The right amount of budget to start with for Facebook ads depends on the average cost-per-purchase of your products, your risk tolerance, and your total advertising budget.

When I get asked what’s the minimum amount to get started or how much should I spend on Facebook ads, I like to break it down into three different levels to answer this question.

Level 1

If you're looking for the absolute minimum amount you should spend on Facebook ads, then even as low as $1 per day can still make a big difference.

The average cost per thousand impressions (CPM) so far in 2020 is $9.77. So if you only spend $1 on Facebook ads per day, you could have people see your ads 37,359 times in a year.

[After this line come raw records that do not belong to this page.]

//! Unified error handling for the ingestion endpoints.

use axum::Json;
use axum::http::StatusCode;
use axum::response::{IntoResponse, Response};
use serde::Serialize;
use thiserror::Error;

use pulsemark_core::FieldError;

use crate::store::StoreError;

/// Application-level error type for ingestion requests.
///
/// Malformed-input and validation failures are normal outcomes of these
/// endpoints and carry precise client-facing detail. Storage and
/// unexpected failures are reported to clients as generic messages only;
/// their detail goes to operator diagnostics.
#[derive(Debug, Error)]
pub enum ApiError {
    /// Request body was not parseable JSON. The message is the
    /// endpoint-specific client-facing text.
    #[error("malformed payload")]
    MalformedPayload(&'static str),

    /// One or more schema violations.
    #[error("validation failed with {} violation(s)", .0.len())]
    Validation(Vec<FieldError>),

    /// Document store operation failed.
    #[error("storage error: {0}")]
    Storage(#[from] StoreError),

    /// Anything else that went wrong during request handling.
    #[error("internal error: {0}")]
    Internal(String),
}

/// Client-facing error body.
#[derive(Debug, Serialize)]
struct ErrorBody {
    message: String,
    #[serde(skip_serializing_if = "Option::is_none")]
    errors: Option<Vec<FieldError>>,
}

impl IntoResponse for ApiError {
    fn into_response(self) -> Response {
        // Storage and unexpected failures are captured for operators;
        // their detail never reaches the client.
        if matches!(self, Self::Storage(_) | Self::Internal(_)) {
            let event_id = sentry::capture_error(&self);
            tracing::error!(
                error = %self,
                sentry_event_id = %event_id,
                "Ingestion request error"
            );
        }

        let (status, body) = match self {
            Self::MalformedPayload(message) => (
                StatusCode::BAD_REQUEST,
                ErrorBody {
                    message: message.to_owned(),
                    errors: None,
                },
            ),
            Self::Validation(errors) => (
                StatusCode::BAD_REQUEST,
                ErrorBody {
                    message: "Invalid request payload.".to_owned(),
                    errors: Some(errors),
                },
            ),
            Self::Storage(_) => (
                StatusCode::INTERNAL_SERVER_ERROR,
                ErrorBody {
                    message: "Database operation failed. Please check server logs.".to_owned(),
                    errors: None,
                },
            ),
            Self::Internal(_) => (
                StatusCode::INTERNAL_SERVER_ERROR,
                ErrorBody {
                    message: "Internal server error.".to_owned(),
                    errors: None,
                },
            ),
        };

        (status, Json(body)).into_response()
    }
}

That means for just $1 per day, you can get 37k impressions from people who wouldn’t have otherwise seen your ad.

Spending $1/day on Facebook ads is a great way to get started with Facebook ads and get familiar with how Facebook ads work. To get the most use out of your low budget, make sure your audiences are only bottom-of-funnel audiences like previous purchasers, add-to-carts but didn’t purchase, or retargeting product page visitors who didn’t add-to-cart.

Level 2

The next step above spending $1/day is to spend enough to take advantage of Facebook’s powerful algorithm. According to Facebook, an ad set needs 50 conversions per week to exit the learning phase and for Facebook to feed its algorithm with data to find more users like them who are most likely to achieve your goal. This is the level where you can really take advantage of Facebook ads.

So how much do you need to spend on Facebook ads to get 50 conversions? Luckily “conversions” don’t have to mean purchases. You can set what your campaign is optimizing for to add-to-carts or even to link clicks. By going up in the funnel (e.g. from purchases up to add-to-carts) you can decrease the minimum amount you need to spend to take advantage of Facebook’s algorithm. This is level two.

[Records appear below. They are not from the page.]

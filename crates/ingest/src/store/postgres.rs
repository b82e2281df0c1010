//! `PostgreSQL`-backed document store.
//!
//! Documents live in a single JSONB table keyed by (collection, id).
//! Migrations are stored in `crates/ingest/migrations/` and run via:
//!
//! ```bash
//! cargo run -p pulsemark-cli -- migrate ingest
//! ```

use std::time::Duration;

use async_trait::async_trait;
use secrecy::ExposeSecret;
use serde_json::Value as JsonValue;
use sqlx::PgPool;
use sqlx::postgres::PgPoolOptions;

use super::{DocumentStore, StoreError};

/// Create a `PostgreSQL` connection pool with sensible defaults.
///
/// # Errors
///
/// Returns `sqlx::Error` if the connection cannot be established.
pub async fn create_pool(database_url: &secrecy::SecretString) -> Result<PgPool, sqlx::Error> {
    PgPoolOptions::new()
        .max_connections(10)
        .min_connections(2)
        .acquire_timeout(Duration::from_secs(10))
        .connect(database_url.expose_secret())
        .await
}

/// Document store backed by a `PostgreSQL` JSONB table.
#[derive(Debug, Clone)]
pub struct PgDocumentStore {
    pool: PgPool,
}

impl PgDocumentStore {
    #[must_use]
    pub const fn new(pool: PgPool) -> Self {
        Self { pool }
    }

    #[must_use]
    pub const fn pool(&self) -> &PgPool {
        &self.pool
    }
}

#[async_trait]
impl DocumentStore for PgDocumentStore {
    async fn put_document(
        &self,
        collection: &str,
        id: &str,
        document: &JsonValue,
    ) -> Result<(), StoreError> {
        sqlx::query(
            r"
            INSERT INTO documents (collection, id, doc)
            VALUES ($1, $2, $3)
            ON CONFLICT (collection, id) DO UPDATE SET doc = EXCLUDED.doc, updated_at = NOW()
            ",
        )
        .bind(collection)
        .bind(id)
        .bind(document)
        .execute(&self.pool)
        .await
        .map_err(classify)?;

        Ok(())
    }

    async fn ping(&self) -> Result<(), StoreError> {
        sqlx::query("SELECT 1")
            .execute(&self.pool)
            .await
            .map_err(classify)?;
        Ok(())
    }
}

/// SQLSTATE for `insufficient_privilege`.
const INSUFFICIENT_PRIVILEGE: &str = "42501";

/// Map a sqlx failure onto the store error taxonomy.
fn classify(error: sqlx::Error) -> StoreError {
    match &error {
        sqlx::Error::Io(_)
        | sqlx::Error::Tls(_)
        | sqlx::Error::PoolTimedOut
        | sqlx::Error::PoolClosed => StoreError::Connectivity(error.to_string()),
        sqlx::Error::Database(db) if db.code().as_deref() == Some(INSUFFICIENT_PRIVILEGE) => {
            StoreError::PermissionDenied(error.to_string())
        }
        _ => StoreError::Backend(error.to_string()),
    }
}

To see how much you should spend on Facebook ads for add-to-carts, you can take your current average cost-per-add-to-cart and multiply it by 50 to figure out your weekly budget. So if for example your average cost-per-add-to-cart is $2.50, then your weekly Facebook ad budget should be $125 or about $540 per month.

Level 3

The downside of level two and optimizing to add-to-carts is that it’s optimizing to add-to-carts and not purchases. While adding products to a cart is a necessary step before purchases, it’s possible to have users who add-to-cart but don’t purchase.

For level three, you should spend enough on Facebook ads to achieve 50 purchases per week. So if your average cost-per-purchase is $11, you need to budget $550 per week or about $2,360 per month on Facebook ads.

Level 4

After successfully spending the budgets required for level three (or even level two), you should now heavily focus on improving your ad creatives and audiences to achieve a lower cost-per-purchase.

The goal in level four is to achieve a low enough cost-per-purchase to be profitable while spending enough to have at least 50 conversions per week. If you’re spending profitably, then you should spend as much as you can while maintaining that profitability.

Make the most of your spend on Facebook ads

A key part of getting the most out of low budget campaigns is continually optimizing your campaigns. The most effective way to do this is to reduce spending on underperforming ads, continually testing new ad creatives, and increasing budget on high performing ad sets.

Facebook ad pros use Facebook ad automation to help reduce costs and act fast when performance is good. Here is how pros do this automatically with Revealbot:

Reduce wasted ad spend

To pause an ad as soon as it begins to underperform, you can use our Revealbot Strategy called “On the safe side,” which will pause an ad if it has zero conversions after spending more than two times your target cost-per-conversion.

"On the safe side" Revealbot automation
"On the safe side" Revealbot automation

Another automation you can use is our Strategy “Down and out,” which pauses ads if they do have conversions but at too high of a cost-per-conversion.

"Down and out" Revealbot automation
"Down and out" Revealbot automation

Increase budgets on high performing ad sets

This Revealbot Strategy, often referred to as “surfing,” will increase an ad set’s budget for the day by 10% if half is spent with a good ROAS. The budget will continue to increase the budget by 10% as long as its ROAS is above a certain amount.

"Surfing" Revealbot automation
"Surfing" Revealbot automation

All of these Strategies can be fine tuned to your campaigns, budgets, and style of management. But one thing is for certain: by using automation, you’ll make adjustments to your campaigns faster than a human could at every hour of the day.